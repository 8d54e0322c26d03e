//! Contact domain model.
//!
//! # Responsibility
//! - Define the persisted record (`ContactEntity`) and the wire record
//!   (`Contact`) as two distinct types with the same field list.
//! - Expose max-length limits shared by validation and storage schema.
//!
//! # Invariants
//! - `id == 0` means "not yet persisted"; ids are assigned by storage only.
//! - String fields are stored verbatim, never truncated or normalized.
//!
//! # See also
//! - crate::mapper

use serde::{Deserialize, Serialize};

/// Numeric identity assigned by the repository on insert.
pub type ContactId = i64;

/// Identity value carried by records that were never persisted.
pub const UNSAVED_CONTACT_ID: ContactId = 0;

pub const FIRST_NAME_MAX_LEN: usize = 64;
pub const LAST_NAME_MAX_LEN: usize = 64;
pub const COMPANY_MAX_LEN: usize = 128;
pub const EMAIL_MAX_LEN: usize = 128;
pub const PHONE_NUMBER_MAX_LEN: usize = 32;
pub const ADDRESS_MAX_LEN: usize = 256;
pub const NOTE_MAX_LEN: usize = 1024;

/// Canonical persisted contact record.
#[derive(Debug, Clone, Default, PartialEq, Eq)]
pub struct ContactEntity {
    pub id: ContactId,
    pub first_name: String,
    pub last_name: String,
    pub company: String,
    pub email: String,
    pub phone_number: String,
    pub address: String,
    pub note: String,
}

impl ContactEntity {
    /// Returns whether this record already has a storage-assigned identity.
    pub fn is_persisted(&self) -> bool {
        self.id != UNSAVED_CONTACT_ID
    }
}

impl std::fmt::Display for ContactEntity {
    fn fmt(&self, f: &mut std::fmt::Formatter<'_>) -> std::fmt::Result {
        write!(
            f,
            "contact: {}{} {}",
            self.company, self.last_name, self.first_name
        )
    }
}

/// Wire-facing contact record.
///
/// Serialized with camelCase keys. Missing keys deserialize to empty values
/// so partial client payloads still map onto a full record.
#[derive(Debug, Clone, Default, PartialEq, Eq, Serialize, Deserialize)]
#[serde(rename_all = "camelCase", default)]
pub struct Contact {
    pub id: ContactId,
    pub first_name: String,
    pub last_name: String,
    pub company: String,
    pub email: String,
    pub phone_number: String,
    pub address: String,
    pub note: String,
}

------------------------------------------------------------------------

## Action item
In the listing above, find the line with "repository on insert." and the line with "pub const LAST_NAME_MAX_LEN: usize = 64;", then print exactly those two lines and every line between them, and nothing more.

## Reply
/// Numeric identity assigned by the repository on insert.
pub type ContactId = i64;

/// Identity value carried by records that were never persisted.
pub const UNSAVED_CONTACT_ID: ContactId = 0;

pub const FIRST_NAME_MAX_LEN: usize = 64;
pub const LAST_NAME_MAX_LEN: usize = 64;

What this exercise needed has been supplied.